The car that Wilson and the Macombers use to hunt is notable because it is forbidden. At once a symbol of innovation, masculinity, and humanity’s—often futile—attempt to dominate the natural world, it appears throughout the narrative, facilitating the two parallel hunts and shuttling characters between the campsite and the hunting ground—that is, between safety and danger. The hunters are not supposed to use cars to track and shoot animals, since this provides them with a definite advantage and as such is unsportsmanlike. The car is itself a space of safety that separates humans from potentially vicious animals. In Wilson’s view, though, cars are “sporting” enough. He believes that chasing buffalo by car is itself dangerous, given the rough African terrain, and thus, a more courageous task. However, he also deems shooting from the car a cowardly act. For Wilson, then, the car represents the risk, thrill, and domination to be found in hunting. He even connects the car to Macomber’s transformation from “boy-man” to “man,” suggesting that cars are a source of male power: “Motor cars made it familiar. Be a damn fire eater now.” Indeed, to the lion who witnesses the car’s approach, it resembles a “super-rhino,” threatening brute force and strength. Yet for Margot, who is confined to the car while her husband and Wilson hunt, the vehicle is a kind of prison, a site of confinement. It is “doorless and box-bodied,” allowing her to witness the safari but preventing her from exiting and engaging in the hunt herself. Her femininity, it seems, excludes her from the space of the hunt, where masculinity reigns. Nonetheless, Margot shoots her husband from the car, directly contradicting Wilson’s imperative and asserting her own dominance—and her participation in the male-centric hunt. Thus, the car represents a crucial struggle between power, risk, and safety, both in terms of the hunt and in terms of gendered relationships between characters.
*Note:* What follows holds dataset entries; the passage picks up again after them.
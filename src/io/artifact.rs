//! Graph artifact save/load and the sidecar configuration file.

use std::fs::File;
use std::io::Write;
use std::path::Path;

use serde::{Deserialize, Serialize};

use crate::config::QuantizeConfig;
use crate::error::{CuantizarError, Result};
use crate::graph::ModelGraph;

/// Default base name of the serialized graph artifact.
pub const MODEL_GRAPH_FILE_NAME: &str = "model.graph.json";

/// Base name of the sidecar configuration file.
pub const CONFIG_FILE_NAME: &str = "quantize_config.json";

/// Save a graph to a file at full precision.
pub fn save_graph(graph: &ModelGraph, path: impl AsRef<Path>) -> Result<()> {
    let path = path.as_ref();
    let data = serde_json::to_string_pretty(graph).map_err(|e| CuantizarError::Serialization {
        message: format!("graph serialization failed: {e}"),
    })?;
    let mut file = File::create(path)
        .map_err(|e| CuantizarError::io(format!("creating {}", path.display()), e))?;
    file.write_all(data.as_bytes())
        .map_err(|e| CuantizarError::io(format!("writing {}", path.display()), e))?;
    Ok(())
}

/// Load a graph artifact, rebuilding its name index.
pub fn load_graph(path: impl AsRef<Path>) -> Result<ModelGraph> {
    let path = path.as_ref();
    if !path.exists() {
        return Err(CuantizarError::ModelNotFound { path: path.to_path_buf() });
    }
    let data = std::fs::read_to_string(path)
        .map_err(|e| CuantizarError::io(format!("reading {}", path.display()), e))?;
    let mut graph: ModelGraph =
        serde_json::from_str(&data).map_err(|e| CuantizarError::Serialization {
            message: format!("graph deserialization failed: {e}"),
        })?;
    graph.reindex()?;
    Ok(graph)
}

/// Configuration metadata saved alongside the model.
#[derive(Clone, Debug, Default, Serialize, Deserialize)]
pub struct SidecarConfig {
    /// Task the model topology was exported for.
    #[serde(default, skip_serializing_if = "Option::is_none")]
    pub task: Option<String>,
    /// Whether the run was weight-only.
    pub weights_only: bool,
    /// The configuration the run consumed.
    #[serde(default, skip_serializing_if = "Option::is_none")]
    pub config: Option<QuantizeConfig>,
}

/// Save the sidecar configuration next to the model artifact.
pub fn save_sidecar(sidecar: &SidecarConfig, path: impl AsRef<Path>) -> Result<()> {
    let path = path.as_ref();
    let data = serde_json::to_string_pretty(sidecar).map_err(|e| CuantizarError::Serialization {
        message: format!("config serialization failed: {e}"),
    })?;
    std::fs::write(path, data)
        .map_err(|e| CuantizarError::io(format!("writing {}", path.display()), e))?;
    Ok(())
}
//! Calibration data pipeline.
//!
//! Builds a reproducible, shuffled, column-filtered sample stream for
//! calibrating activation ranges:
//! - [`CalibrationDataset`]: named-column samples with seeded
//!   shuffle-then-take subsetting
//! - [`CalibrationLoader`]: batched loader with a seeded sampling order,
//!   partial batches kept, and signature-based column filtering
//! - [`InferRequestRecorder`]: captures real runtime inputs by intercepting
//!   inference calls during a short generation run

mod capture;
mod dataset;
mod loader;

pub use capture::{InferRequestRecorder, InferenceRunner, DEFAULT_CAPTURE_BUDGET};
pub use dataset::{
    build_calibration_dataset, CalibrationDataset, CalibrationDatasetRequest, Preprocess,
    SampleBatch, TensorData,
};
pub use loader::{CalibrationLoader, CalibrationLoaderConfig, LoadedCalibration};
The Car Quotes in The Short Happy Life of Francis Macomber
The lion still stood looking majestically and coolly toward this object that his eyes only showed in silhouette, bulking like some super-rhino. There was no man smell carried toward him and he watched the object, moving his great head a little from side to side. Then watching the object, not afraid, but hesitating before going down the bank to drink with such a thing opposite him, he saw a man figure detach itself from it and he turned his heavy head and swung away toward the cover of the trees as he heard a cracking crash and felt the slam of a .30-06 220-grain solid bullet that bit his flank and ripped in sudden hot scalding nausea through his stomach.
Wilson had ducked to one side to get in a shoulder shot. Macomber had stood solid and shot for the nose, shooting a touch high each time and hitting the heavy horns, splintering and chipping them like hitting a slate roof, and Mrs. Macomber, in the car, had shot at the buffalo with the 6.5 Mannlicher as it seemed about to gore Macomber and had hit her husband about two inches up and a little to one side of the base of his skull.